====== Supplied records ======

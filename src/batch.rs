//! Independent repeated runs.
//!
//! Experiments repeat a method many times with different seeds and keep
//! every outcome. With the `parallel` feature the runs execute on the rayon
//! thread pool; results always come back in run order, so a fixed
//! `base_seed` gives the same output either way.

use crate::solution::Solution;

#[cfg(feature = "parallel")]
use rayon::prelude::*;

/// Runs `f(run, base_seed + run)` for every `run` in `0..runs` and collects
/// the results in run order.
///
/// # Examples
///
/// ```
/// use u_selective_tsp::batch::run_independent;
/// use u_selective_tsp::msls::{MslsConfig, MslsRunner};
/// use u_selective_tsp::Instance;
///
/// let points: Vec<(i64, i64)> = (0..12).map(|i| (i * 5 % 13, i * 3 % 7)).collect();
/// let instance = Instance::from_coordinates(&points, vec![1; 12]).unwrap();
/// let results = run_independent(4, 100, |_, seed| {
///     let config = MslsConfig::default().with_max_iterations(3).with_seed(seed);
///     MslsRunner::run(&instance, &config)
/// });
/// assert_eq!(results.len(), 4);
/// assert!(results.iter().all(|r| r.is_ok()));
/// ```
pub fn run_independent<T, F>(runs: usize, base_seed: u64, f: F) -> Vec<T>
where
    T: Send,
    F: Fn(usize, u64) -> T + Sync + Send,
{
    #[cfg(feature = "parallel")]
    {
        (0..runs)
            .into_par_iter()
            .map(|run| f(run, base_seed.wrapping_add(run as u64)))
            .collect()
    }
    #[cfg(not(feature = "parallel"))]
    {
        (0..runs)
            .map(|run| f(run, base_seed.wrapping_add(run as u64)))
            .collect()
    }
}

/// Solution with the lowest objective. Ties go to the earliest.
pub fn best_of<'s, I>(solutions: I) -> Option<&'s Solution>
where
    I: IntoIterator<Item = &'s Solution>,
{
    solutions
        .into_iter()
        .fold(None, |best: Option<&Solution>, s| match best {
            Some(b) if b.objective <= s.objective => Some(b),
            _ => Some(s),
        })
}
//! Iterated Local Search (ILS).
//!
//! Kicks the current local optimum with a random perturbation, descends
//! again, and keeps the result only when it is strictly better. Operator
//! and strength are fixed for the whole run.
//!
//! # References
//!
//! - Lourenço, H. R., Martin, O. C. & Stützle, T. (2003). "Iterated local
//!   search", *Handbook of Metaheuristics*, 320-353.

mod config;
mod runner;

pub use config::{IlsConfig, Perturbation};
pub use runner::{IlsResult, IlsRunner};
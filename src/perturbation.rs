//! Random kicks shared by the iterated and variable-neighbourhood drivers.
//!
//! Every operator mutates a [`Tour`] and leaves it feasible. When an
//! operator cannot act (no unselected node to bring in, a tour too short to
//! cut) it does nothing and reports how much it changed.

use crate::construction::repair;
use crate::tour::Tour;
use rand::Rng;

/// Smallest tour a double bridge is attempted on.
pub const DOUBLE_BRIDGE_MIN_LEN: usize = 8;

/// Position draws tried before a double bridge gives up.
const DOUBLE_BRIDGE_ATTEMPTS: usize = 10;

/// Replaces a random tour position with a random unselected node, `count`
/// times. Returns the number of exchanges applied.
pub fn random_exchanges<R: Rng>(tour: &mut Tour<'_>, count: usize, rng: &mut R) -> usize {
    if tour.is_empty() {
        return 0;
    }
    let mut pool: Vec<usize> = tour.unselected().collect();
    if pool.is_empty() {
        return 0;
    }
    for _ in 0..count {
        let position = rng.random_range(0..tour.len());
        let slot = rng.random_range(0..pool.len());
        let out = tour.node(position);
        tour.apply_exchange(position, pool[slot]);
        pool[slot] = out;
    }
    count
}

/// Applies `count` random non-degenerate 2-opt moves. Tours shorter than
/// four nodes have none and are left alone.
pub fn random_two_opts<R: Rng>(tour: &mut Tour<'_>, count: usize, rng: &mut R) -> usize {
    let k = tour.len();
    if k < 4 {
        return 0;
    }
    for _ in 0..count {
        let i = rng.random_range(0..k);
        let j = (i + rng.random_range(2..=k - 2)) % k;
        tour.apply_two_opt(i, j);
    }
    count
}

/// Removes about a quarter of the tour and refills it with random
/// unselected nodes at random positions, then scrambles a window of a
/// third of the tour.
///
/// Tours shorter than four nodes get a double exchange instead.
pub fn destroy_random_rebuild<R: Rng>(tour: &mut Tour<'_>, rng: &mut R) {
    let instance = tour.instance();
    let k = tour.len();
    if k < 4 {
        random_exchanges(tour, 2, rng);
        return;
    }
    let remove = (k / 4).clamp(1, k / 3);

    let mut path = tour.nodes().to_vec();
    let mut in_path = vec![false; instance.n()];
    for &v in &path {
        in_path[v] = true;
    }
    for _ in 0..remove {
        let at = rng.random_range(0..path.len());
        in_path[path.remove(at)] = false;
    }

    let mut pool: Vec<usize> = (0..instance.n()).filter(|&v| !in_path[v]).collect();
    while path.len() < k && !pool.is_empty() {
        let u = pool.swap_remove(rng.random_range(0..pool.len()));
        let at = rng.random_range(0..=path.len());
        path.insert(at, u);
    }

    let window = path.len() / 3;
    if window > 0 {
        let start = rng.random_range(0..path.len() - window);
        for offset in 0..window {
            let other = start + rng.random_range(0..window);
            path.swap(start + offset, other);
        }
    }

    *tour = Tour::from_checked_path(instance, path);
}

/// Removes a random 20-30% of the tour and refills it by cheapest
/// insertion. Tours shorter than four nodes are left alone.
pub fn destroy_repair<R: Rng>(tour: &mut Tour<'_>, rng: &mut R) -> usize {
    let instance = tour.instance();
    let k = tour.len();
    if k < 4 {
        return 0;
    }
    let fraction = 0.2 + rng.random::<f64>() * 0.1;
    let remove = ((k as f64 * fraction).ceil() as usize).clamp(1, k - 1);

    let mut path = tour.nodes().to_vec();
    for _ in 0..remove {
        path.remove(rng.random_range(0..path.len()));
    }
    *tour = Tour::from_checked_path(instance, repair(instance, path));
    remove
}

/// Cuts the tour at four random positions, each segment at least `k / 8`
/// long, and reconnects the three inner segments in reverse order.
///
/// Returns `false` without touching the tour when it has fewer than
/// [`DOUBLE_BRIDGE_MIN_LEN`] nodes or no valid cut set was drawn.
pub fn double_bridge<R: Rng>(tour: &mut Tour<'_>, rng: &mut R) -> bool {
    let k = tour.len();
    if k < DOUBLE_BRIDGE_MIN_LEN {
        return false;
    }
    let min_gap = k / 8;
    for _ in 0..DOUBLE_BRIDGE_ATTEMPTS {
        let mut cuts = [0usize; 4];
        for c in &mut cuts {
            *c = rng.random_range(0..k);
        }
        cuts.sort_unstable();
        let [p0, p1, p2, p3] = cuts;
        let gaps = [p1 - p0, p2 - p1, p3 - p2, k - p3 + p0];
        if gaps.iter().any(|&g| g < min_gap) {
            continue;
        }

        let old = tour.nodes();
        let mut path = Vec::with_capacity(k);
        path.extend_from_slice(&old[..=p0]);
        path.extend_from_slice(&old[p2 + 1..=p3]);
        path.extend_from_slice(&old[p1 + 1..=p2]);
        path.extend_from_slice(&old[p0 + 1..=p1]);
        path.extend_from_slice(&old[p3 + 1..]);
        *tour = Tour::from_checked_path(tour.instance(), path);
        return true;
    }
    false
}
//! Instance generators shared by the unit tests.

use crate::instance::Instance;
use rand::rngs::StdRng;
use rand::{Rng, SeedableRng};

pub(crate) fn rng(seed: u64) -> StdRng {
    StdRng::seed_from_u64(seed)
}

/// Random Euclidean instance with coordinates in a 1000 x 1000 square and
/// costs in `0..500`.
pub(crate) fn random_instance(n: usize, seed: u64) -> Instance {
    let mut rng = rng(seed);
    let points: Vec<(i64, i64)> = (0..n)
        .map(|_| (rng.random_range(0..1000), rng.random_range(0..1000)))
        .collect();
    let costs = (0..n).map(|_| rng.random_range(0..500)).collect();
    Instance::from_coordinates(&points, costs).unwrap()
}

/// Corners of a square with zero costs, listed in cycle order, so nodes
/// `i` and `j` share a side exactly when `i + j` is odd.
pub(crate) fn square(side: i64) -> Instance {
    Instance::from_coordinates(&[(0, 0), (side, 0), (side, side), (0, side)], vec![0; 4]).unwrap()
}
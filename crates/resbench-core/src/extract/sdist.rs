//! The one place third-party build code runs.
//!
//! Every builder receives a private scratch copy of the archive and reports
//! metadata through `pip install --dry-run --report`, so the build backend
//! never sees the cache directory.

use std::ffi::OsString;
use std::fs;
use std::path::{Path, PathBuf};
use std::process::Command;
use std::sync::atomic::{AtomicU64, Ordering};
use std::time::Duration;

use tempfile::TempDir;
use tracing::{debug, warn};

use super::metadata::DistMetadata;
use super::process::{run_supervised, ProcessEnd};
use crate::cancel::CancelToken;
use crate::config::{BuildConfig, NetworkConfig, SdistIsolation};
use crate::platform::detect_python;

const REPORT_FILE: &str = "report.json";
const LOG_FILE: &str = "build.log";
const NOBODY: &str = "65534:65534";

static BUILD_COUNTER: AtomicU64 = AtomicU64::new(0);

/// Capability boundary for executing sdist build backends.
pub trait SdistBuilder: Send + Sync {
    fn build(&self, archive: &Path, cancel: &CancelToken) -> Result<DistMetadata, BuildError>;
}

#[derive(Debug, thiserror::Error)]
pub enum BuildError {
    #[error("[RB310] sdist build failed: {0}")]
    Failed(String),
    #[error("[RB311] sdist build timed out after {}s", .0.as_secs())]
    TimedOut(Duration),
    #[error("[RB312] sdist build cancelled")]
    Cancelled,
    #[error("[RB313] sdist builds unavailable: {0}")]
    Unavailable(String),
    #[error("[RB314] sdist build workspace error: {0}")]
    Io(#[from] std::io::Error),
}

impl BuildError {
    pub fn code(&self) -> &'static str {
        match self {
            BuildError::Failed(_) => "RB310",
            BuildError::TimedOut(_) => "RB311",
            BuildError::Cancelled => "RB312",
            BuildError::Unavailable(_) => "RB313",
            BuildError::Io(_) => "RB314",
        }
    }

    /// Only a build that ran and failed says something about the archive itself.
    pub fn is_cacheable(&self) -> bool {
        matches!(self, BuildError::Failed(_))
    }
}

/// Picks the builder for the configured isolation mode. A missing backend is
/// reported per build, so runs that never build an sdist still succeed.
pub fn select_builder(build: &BuildConfig, network: &NetworkConfig) -> Box<dyn SdistBuilder> {
    let common = BuildSettings {
        index_url: network.index_url.clone(),
        timeout: build.timeout,
        proxy_env: network.proxy_env.clone(),
    };
    match build.isolation {
        SdistIsolation::Container => {
            match detect_container_backend(build.sandbox_backend.as_deref()) {
                Ok(program) => Box::new(ContainerSdistBuilder {
                    program,
                    image: build.image.clone(),
                    settings: common,
                }),
                Err(reason) => Box::new(UnavailableBuilder { reason }),
            }
        }
        SdistIsolation::Process => match detect_python(build.python.as_deref()) {
            Some(python) => Box::new(ProcessSdistBuilder {
                python,
                settings: common,
            }),
            None => Box::new(UnavailableBuilder {
                reason: "no python interpreter found for process isolation".into(),
            }),
        },
    }
}

#[derive(Debug, Clone)]
struct BuildSettings {
    index_url: String,
    timeout: Duration,
    proxy_env: Vec<(String, String)>,
}

struct Workspace {
    dir: TempDir,
    archive_name: String,
}

impl Workspace {
    fn prepare(archive: &Path) -> Result<Self, BuildError> {
        let archive_name = archive
            .file_name()
            .map(|name| name.to_string_lossy().into_owned())
            .ok_or_else(|| BuildError::Failed(format!("{} has no file name", archive.display())))?;
        let dir = tempfile::Builder::new().prefix("resbench-build-").tempdir()?;
        for sub in ["src", "home", "tmp"] {
            fs::create_dir_all(dir.path().join(sub))?;
        }
        fs::copy(archive, dir.path().join("src").join(&archive_name))?;
        Ok(Self { dir, archive_name })
    }

    fn root(&self) -> &Path {
        self.dir.path()
    }

    fn report(&self) -> PathBuf {
        self.root().join(REPORT_FILE)
    }

    fn log(&self) -> PathBuf {
        self.root().join(LOG_FILE)
    }

    #[cfg(unix)]
    fn open_to_unprivileged(&self) -> Result<(), BuildError> {
        use std::os::unix::fs::PermissionsExt;
        for sub in ["", "src", "home", "tmp"] {
            fs::set_permissions(self.root().join(sub), fs::Permissions::from_mode(0o777))?;
        }
        Ok(())
    }

    #[cfg(not(unix))]
    fn open_to_unprivileged(&self) -> Result<(), BuildError> {
        Ok(())
    }
}

fn pip_report_args(index_url: &str, report: &str, archive: &str) -> Vec<String> {
    [
        "-m",
        "pip",
        "install",
        "--dry-run",
        "--ignore-installed",
        "--no-deps",
        "--quiet",
        "--index-url",
        index_url,
        "--report",
        report,
        archive,
    ]
    .iter()
    .map(ToString::to_string)
    .collect()
}

fn base_env(settings: &BuildSettings, home: &str, tmp: &str) -> Vec<(String, String)> {
    let mut env = vec![
        ("HOME".to_string(), home.to_string()),
        ("TMPDIR".to_string(), tmp.to_string()),
        ("PIP_DISABLE_PIP_VERSION_CHECK".to_string(), "1".to_string()),
        ("PIP_NO_INPUT".to_string(), "1".to_string()),
        ("PIP_NO_CACHE_DIR".to_string(), "1".to_string()),
        ("PYTHONNOUSERSITE".to_string(), "1".to_string()),
        ("PYTHONDONTWRITEBYTECODE".to_string(), "1".to_string()),
    ];
    env.extend(settings.proxy_env.iter().cloned());
    env
}

fn interpret(end: ProcessEnd, workspace: &Workspace, timeout: Duration) -> Result<DistMetadata, BuildError> {
    match end {
        ProcessEnd::Exited { status, .. } if status.success() => {
            let report = fs::read(workspace.report())
                .map_err(|err| BuildError::Failed(format!("build produced no report: {err}")))?;
            DistMetadata::from_pip_report(&report).map_err(|err| BuildError::Failed(err.to_string()))
        }
        ProcessEnd::Exited { status, log_tail } => Err(BuildError::Failed(format!(
            "build backend exited with {status}: {log_tail}"
        ))),
        ProcessEnd::TimedOut => Err(BuildError::TimedOut(timeout)),
        ProcessEnd::Cancelled => Err(BuildError::Cancelled),
    }
}

/// Runs pip as a local subprocess with a scrubbed environment. Weaker than a
/// container; only used when the operator selects `process` isolation.
pub struct ProcessSdistBuilder {
    python: PathBuf,
    settings: BuildSettings,
}

impl SdistBuilder for ProcessSdistBuilder {
    fn build(&self, archive: &Path, cancel: &CancelToken) -> Result<DistMetadata, BuildError> {
        if cancel.is_cancelled() {
            return Err(BuildError::Cancelled);
        }
        let workspace = Workspace::prepare(archive)?;
        let root = workspace.root();
        let mut command = Command::new(&self.python);
        command.env_clear();
        if let Some(path) = std::env::var_os("PATH") {
            command.env("PATH", path);
        }
        let home = root.join("home").to_string_lossy().into_owned();
        let tmp = root.join("tmp").to_string_lossy().into_owned();
        command.envs(base_env(&self.settings, &home, &tmp));
        command.args(pip_report_args(
            &self.settings.index_url,
            &workspace.report().to_string_lossy(),
            &root.join("src").join(&workspace.archive_name).to_string_lossy(),
        ));
        command.current_dir(root);
        debug!(archive = %workspace.archive_name, python = %self.python.display(), "building sdist metadata in subprocess");
        let end = run_supervised(command, &workspace.log(), self.settings.timeout, cancel, || {})?;
        interpret(end, &workspace, self.settings.timeout)
    }
}

/// Runs pip inside a throwaway podman/docker container: no capabilities,
/// read-only root, unprivileged user, only the scratch directory mounted.
pub struct ContainerSdistBuilder {
    program: PathBuf,
    image: String,
    settings: BuildSettings,
}

impl ContainerSdistBuilder {
    fn container_args(&self, name: &str, workspace: &Path, archive_name: &str) -> Vec<String> {
        let mut args = vec![
            "run".to_string(),
            "--rm".to_string(),
            "--name".to_string(),
            name.to_string(),
            "--cap-drop".to_string(),
            "ALL".to_string(),
            "--security-opt".to_string(),
            "no-new-privileges".to_string(),
            "--read-only".to_string(),
            "--tmpfs".to_string(),
            "/tmp".to_string(),
            "--user".to_string(),
            NOBODY.to_string(),
            "--volume".to_string(),
            format!("{}:/work", workspace.display()),
            "--workdir".to_string(),
            "/work".to_string(),
        ];
        for (key, value) in base_env(&self.settings, "/work/home", "/work/tmp") {
            args.push("--env".to_string());
            args.push(format!("{key}={value}"));
        }
        args.push(self.image.clone());
        args.push("python".to_string());
        args.extend(pip_report_args(
            &self.settings.index_url,
            "/work/report.json",
            &format!("/work/src/{archive_name}"),
        ));
        args
    }
}

impl SdistBuilder for ContainerSdistBuilder {
    fn build(&self, archive: &Path, cancel: &CancelToken) -> Result<DistMetadata, BuildError> {
        if cancel.is_cancelled() {
            return Err(BuildError::Cancelled);
        }
        let workspace = Workspace::prepare(archive)?;
        workspace.open_to_unprivileged()?;
        let name = format!(
            "resbench-build-{}-{}",
            std::process::id(),
            BUILD_COUNTER.fetch_add(1, Ordering::SeqCst)
        );
        let mut command = Command::new(&self.program);
        command.args(self.container_args(&name, workspace.root(), &workspace.archive_name));
        debug!(archive = %workspace.archive_name, container = %name, "building sdist metadata in container");
        let program = self.program.clone();
        let kill_container = || {
            let status = Command::new(&program)
                .args([OsString::from("kill"), OsString::from(&name)])
                .stdout(std::process::Stdio::null())
                .stderr(std::process::Stdio::null())
                .status();
            if let Err(err) = status {
                warn!(container = %name, %err, "failed to kill build container");
            }
        };
        let end = run_supervised(
            command,
            &workspace.log(),
            self.settings.timeout,
            cancel,
            kill_container,
        )?;
        interpret(end, &workspace, self.settings.timeout)
    }
}

struct UnavailableBuilder {
    reason: String,
}

impl SdistBuilder for UnavailableBuilder {
    fn build(&self, _archive: &Path, _cancel: &CancelToken) -> Result<DistMetadata, BuildError> {
        Err(BuildError::Unavailable(self.reason.clone()))
    }
}

fn detect_container_backend(configured: Option<&str>) -> Result<PathBuf, String> {
    if let Some(raw) = configured {
        return resolve_program(raw.trim())
            .ok_or_else(|| format!("container backend `{raw}` not found"));
    }
    ["podman", "docker"]
        .into_iter()
        .find_map(resolve_program)
        .ok_or_else(|| {
            "no container backend found; install podman or docker, set RESBENCH_SANDBOX_BACKEND, \
             or opt into RESBENCH_SDIST_ISOLATION=process"
                .to_string()
        })
}

fn resolve_program(name: &str) -> Option<PathBuf> {
    let candidate = if name.contains(std::path::MAIN_SEPARATOR) || name.contains('/') {
        PathBuf::from(name)
    } else {
        which::which(name).ok()?
    };
    candidate.exists().then_some(candidate)
}
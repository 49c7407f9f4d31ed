/// Canonical project name: lowercase, with every run of `-`, `_` or `.` collapsed to one `-`.
pub fn normalize_dist_name(name: &str) -> String {
    let mut normalized = String::with_capacity(name.len());
    let mut pending_separator = false;
    for ch in name.trim().chars() {
        if matches!(ch, '-' | '_' | '.') {
            pending_separator = true;
            continue;
        }
        if pending_separator && !normalized.is_empty() {
            normalized.push('-');
        }
        pending_separator = false;
        normalized.push(ch.to_ascii_lowercase());
    }
    normalized
}

pub fn is_normalized_name(name: &str) -> bool {
    is_valid_dist_name(name) && normalize_dist_name(name) == name
}

/// Project names must start and end with an ASCII alphanumeric and contain only
/// alphanumerics and `-`, `_`, `.` in between.
pub fn is_valid_dist_name(name: &str) -> bool {
    let bytes = name.as_bytes();
    let (Some(first), Some(last)) = (bytes.first(), bytes.last()) else {
        return false;
    };
    first.is_ascii_alphanumeric()
        && last.is_ascii_alphanumeric()
        && bytes
            .iter()
            .all(|b| b.is_ascii_alphanumeric() || matches!(b, b'-' | b'_' | b'.'))
}
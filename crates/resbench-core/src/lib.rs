#![allow(
    clippy::missing_errors_doc,
    clippy::missing_panics_doc,
    clippy::must_use_candidate,
    clippy::module_name_repetitions
)]

pub mod bench;
pub mod cache;
pub mod cancel;
pub mod commands;
pub mod config;
pub mod extract;
pub mod index;
pub mod outcome;
pub mod platform;
pub mod traverse;
pub mod wheelhouse;

#[cfg(test)]
mod testing;

pub use bench::{run_benchmark, BenchOptions, BenchReport, Timings};
pub use cache::{CacheError, CacheKey, CacheValue, MetadataCache, PutOutcome, RecordedFailure};
pub use cancel::CancelToken;
pub use commands::{
    bench, check, fetch, wheels, BenchRequest, CheckRequest, CommandContext, FetchRequest,
    WheelsRequest,
};
pub use config::{Config, EnvSnapshot, GlobalOptions, NetworkConfig, SdistIsolation};
pub use extract::{
    select_builder, BuildError, DistMetadata, ExtractError, Extraction, MetadataExtractor,
    SdistBuilder,
};
pub use index::{DistributionFile, DistributionKind, IndexError, PackageIndex, SimpleIndexClient};
pub use outcome::{format_status_message, to_json_response, CommandStatus, ExecutionOutcome};
pub use platform::{detect_python, inspect_platform};
pub use traverse::{Traversal, TraverseError, TraverseOptions, Traverser};
pub use wheelhouse::{materialize, WheelhouseSummary};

======

→ **Work instruction**: Every line of the entries above that includes "platform" should be copied.

→ **Solution for this problem**:
use crate::platform::detect_python;
pub mod platform;
pub use platform::{detect_python, inspect_platform};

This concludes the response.